JSON de-serialization issue

Hi,

The code below shows how we are using a View to fetch results.

IView list = _cache.GetView(entityIndex.DesignDoc, entityIndex.View, true).Keys(keys);

if (list != null && list.Count() > 0)
{
results = list.ToList();
}

The issue is that the first call: _cache.GetView() takes hardly 2ms to 4ms to execute, but the
last statement: results = list.ToList() is taking ~ 600ms for around 500 objects.

Each object has around 30 attributes, and we are storing the objects as JSON in order to use Views.
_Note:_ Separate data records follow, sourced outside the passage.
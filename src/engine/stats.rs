//! Tiering statistics and per-function snapshots

use crate::jit::{CompiledUnit, DeoptReason, FunctionRecord, Tier};
use serde::Serialize;
use std::collections::BTreeMap;
use std::fmt;

/// Engine-wide tiering counters
#[derive(Debug, Clone, Default, PartialEq, Serialize)]
#[serde(rename_all = "camelCase")]
pub struct TieringStats {
    pub baseline_compiles: u64,
    pub optimized_compiles: u64,
    pub osr_compiles: u64,
    pub compile_failures: u64,
    /// Results dropped because a newer request or an invalidation replaced them
    pub superseded: u64,
    /// Requests refused by a full background queue
    pub queue_rejections: u64,
    pub compile_time_us: u64,
    pub deopts: u64,
    pub deopts_by_reason: BTreeMap<DeoptReason, u64>,
    /// Frames that left invalidated code when a call returned
    pub lazy_deopts: u64,
    pub osr_transfers: u64,
    pub osr_failures: u64,
    pub debug_breaks: u64,
}

impl TieringStats {
    pub(crate) fn note_compile(&mut self, unit: &CompiledUnit) {
        self.compile_time_us += unit.compile_time.as_micros() as u64;
        if unit.is_osr() {
            self.osr_compiles += 1;
            return;
        }
        match unit.tier {
            Tier::Baseline => self.baseline_compiles += 1,
            Tier::Optimized => self.optimized_compiles += 1,
            Tier::Interpreted => {}
        }
    }

    pub fn deopts_for(&self, reason: DeoptReason) -> u64 {
        self.deopts_by_reason.get(&reason).copied().unwrap_or(0)
    }
}

impl fmt::Display for TieringStats {
    fn fmt(&self, f: &mut fmt::Formatter<'_>) -> fmt::Result {
        writeln!(f, "=== Tiering Summary ===")?;
        writeln!(
            f,
            "Compiles: {} baseline, {} optimized, {} OSR ({} us)",
            self.baseline_compiles, self.optimized_compiles, self.osr_compiles, self.compile_time_us
        )?;
        writeln!(
            f,
            "Dropped compiles: {} failed, {} superseded, {} rejected",
            self.compile_failures, self.superseded, self.queue_rejections
        )?;
        write!(f, "Deoptimizations: {}", self.deopts)?;
        if !self.deopts_by_reason.is_empty() {
            let reasons: Vec<String> = self
                .deopts_by_reason
                .iter()
                .map(|(reason, count)| format!("{} {}", count, reason))
                .collect();
            write!(f, " ({})", reasons.join(", "))?;
        }
        writeln!(f)?;
        writeln!(f, "Lazy deoptimizations: {}", self.lazy_deopts)?;
        writeln!(f, "OSR transfers: {} ok, {} failed", self.osr_transfers, self.osr_failures)?;
        writeln!(f, "Debug breaks: {}", self.debug_breaks)?;
        Ok(())
    }
}

/// Tiering state of one function
#[derive(Debug, Clone, PartialEq, Serialize)]
#[serde(rename_all = "camelCase")]
pub struct FunctionSnapshot {
    pub id: u32,
    pub name: String,
    pub tier: Tier,
    pub invocations: u64,
    pub deopt_count: u32,
    pub eligible: bool,
    pub never_optimize: bool,
    pub compiling: bool,
    pub has_baseline: bool,
    pub has_optimized: bool,
    pub has_osr_code: bool,
    /// Bytecode sites with type feedback
    pub feedback_sites: usize,
}

impl FunctionSnapshot {
    pub(crate) fn new(record: &FunctionRecord, has_osr_code: bool, feedback_sites: usize) -> Self {
        Self {
            id: record.id.0,
            name: record.name.clone(),
            tier: record.tier,
            invocations: record.invocations,
            deopt_count: record.deopt_count,
            eligible: record.is_eligible(),
            never_optimize: record.never_optimize,
            compiling: record.pending.is_some(),
            has_baseline: record.baseline.as_ref().is_some_and(|u| u.is_valid()),
            has_optimized: record.optimized.as_ref().is_some_and(|u| u.is_valid()),
            has_osr_code,
            feedback_sites,
        }
    }
}

impl fmt::Display for FunctionSnapshot {
    fn fmt(&self, f: &mut fmt::Formatter<'_>) -> fmt::Result {
        write!(
            f,
            "{} [{}] calls={} deopts={}",
            self.name, self.tier, self.invocations, self.deopt_count
        )?;
        if !self.eligible {
            write!(f, " ineligible")?;
        }
        if self.compiling {
            write!(f, " compiling")?;
        }
        if self.has_osr_code {
            write!(f, " osr")?;
        }
        Ok(())
    }
}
So is the time being taken due JSON De-serialization?

Regards,
Sunil Singh

Not exactly, the time taken is not due to json-deserialization (which obviously plays a part, though) it’s because the first line is merely building a query to execute and the third is actually executing the query - it’s a two-step process:

IView list = _cache.GetView(entityIndex.DesignDoc, entityIndex.View, true).Keys(keys);

Builds up the query expression to execute - the actual execution is deferred until this is invoked during the call to Count():

if (list != null && list.Count() > 0)

Since this requires a trip to the server to get the results and perform the count the time you are seeing here is actually that overhead along with json-deserialization and any other processing that occurs.

Again, when this line is executed:

results = list.ToList();

The query expression is executed again, this time bringing back the entire results (documents) from the server and then going through the deserialization process and finally creating and returning them as a List.

So in short, in the GetView(…) call is merely building a query to execute which is then executed twice during the call to Count() and again on ToList(), which where the 600 milliseconds is coming from.